Exercise objective:
From the data, copy out every line in which the word "found" appears.

Record set:
//
//  helpers.rs
//  RouteLens
//

use tree_sitter::Node;

/// Get the full text of a node.
pub fn node_text<'a>(node: &Node, source: &'a str) -> &'a str {
    node.utf8_text(source.as_bytes()).unwrap_or("")
}

/// 1-based first line of a node.
pub fn start_line(node: &Node) -> usize {
    node.start_position().row + 1
}

/// 1-based last line of a node.
pub fn end_line(node: &Node) -> usize {
    node.end_position().row + 1
}

/// Named children, minus comments (tree-sitter treats them as extras).
pub fn named_children<'t>(node: &Node<'t>) -> Vec<Node<'t>> {
    let mut cursor = node.walk();
    node.named_children(&mut cursor)
        .filter(|c| c.kind() != "comment")
        .collect()
}

/// Pre-order walk over every node below (and including) `root`.
pub fn walk_tree<'t, F>(root: Node<'t>, mut visit: F)
where
    F: FnMut(Node<'t>),
{
    let mut cursor = root.walk();
    loop {
        visit(cursor.node());

        if cursor.goto_first_child() {
            continue;
        }
        loop {
            if cursor.goto_next_sibling() {
                break;
            }
            if !cursor.goto_parent() {
                return;
            }
            // Climbed back to the starting node: done.
            if cursor.node() == root {
                return;
            }
        }
    }
}

/// Line of the first ERROR / MISSING node, if the tree has any.
pub fn first_error_line(root: Node) -> Option<usize> {
    if !root.has_error() {
        return None;
    }
    let mut found = None;
    walk_tree(root, |node| {
        if found.is_none() && (node.is_error() || node.is_missing()) {
            found = Some(start_line(&node));
        }
    });
    Some(found.unwrap_or_else(|| start_line(&root)))
}

/// Literal value of a string node, or a template string without
/// substitutions. Anything computed returns `None`.
pub fn string_literal_value<'a>(node: &Node, source: &'a str) -> Option<&'a str> {
    match node.kind() {
        "string" => {
            let text = node_text(node, source);
            strip_quotes(text, &['\'', '"'])
        }
        "template_string" => {
            let mut cursor = node.walk();
            let dynamic = node
                .named_children(&mut cursor)
                .any(|c| c.kind() == "template_substitution");
            if dynamic {
                return None;
            }
            strip_quotes(node_text(node, source), &['`'])
        }
        _ => None,
    }
}

fn strip_quotes<'a>(text: &'a str, quotes: &[char]) -> Option<&'a str> {
    let first = text.chars().next()?;
    if text.len() < 2 || !quotes.contains(&first) || !text.ends_with(first) {
        return None;
    }
    Some(&text[1..text.len() - 1])
}
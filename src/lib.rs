//! # RouteLens
//!
//! Route discovery and request-payload prediction for JavaScript/TypeScript
//! Express backends.
//!
//! RouteLens reads a backend's source tree, finds every HTTP route it
//! registers, and proposes a realistic request body for each one by
//! combining a language model's reading of the handler with documents
//! sampled from the backend's own MongoDB database.
//!
//! ## Key Features
//!
//! - **Static route discovery**: tree-sitter based, tolerant of broken files
//! - **Handler extraction**: same-file, imported-controller and inline handlers
//! - **Collection inference**: confidence-scored guesses, never a yes/no
//! - **Live sampling**: schema statistics and real foreign-key values
//! - **Hybrid payloads**: model and data merged into one ranked field list
//!
//! ## Quick Start
//!
//! ```rust,no_run
//! use std::sync::Arc;
//! use routelens::{Connection, HybridOptions, HybridPayloadGenerator, RouteDetector};
//! use routelens::config::LlmConfig;
//! use routelens::predict::{HttpCompletionClient, LlmPredictor};
//!
//! # async fn run() -> routelens::Result<()> {
//! let routes = RouteDetector::new("./backend").detect_routes();
//!
//! let connection = Arc::new(Connection::new(Default::default()));
//! connection.connect().await;
//!
//! let client = Arc::new(HttpCompletionClient::new(LlmConfig::default())?);
//! let generator = HybridPayloadGenerator::new(Arc::new(LlmPredictor::new(client)), connection);
//!
//! let prediction = generator
//!     .generate_hybrid_prediction(&routes[0], &HybridOptions::default())
//!     .await?;
//! println!("{}", serde_json::to_string_pretty(&prediction.payload)?);
//! # Ok(())
//! # }
//! ```

pub mod cli;
pub mod config;
pub mod controller;
pub mod data;
pub mod error;
pub mod hybrid;
pub mod inference;
pub mod parser;
pub mod predict;
pub mod routes;
pub mod snapshot;

// Re-exports for convenience
pub use config::RouteLensConfig;
pub use controller::{ControllerContext, ControllerResolver};
pub use data::{Connection, DataSampler, ObjectIdResolver, SchemaViewer};
pub use error::{Result, RouteLensError};
pub use hybrid::{HybridOptions, HybridPayloadGenerator, HybridPayloadPrediction};
pub use inference::{CollectionInference, CollectionInferencer};
pub use routes::{DetectedRoute, HttpMethod, RouteDetector};
pub use snapshot::RouteSnapshot;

Completed task:
    let mut found = None;
        if found.is_none() && (node.is_error() || node.is_missing()) {
            found = Some(start_line(&node));
    Some(found.unwrap_or_else(|| start_line(&root)))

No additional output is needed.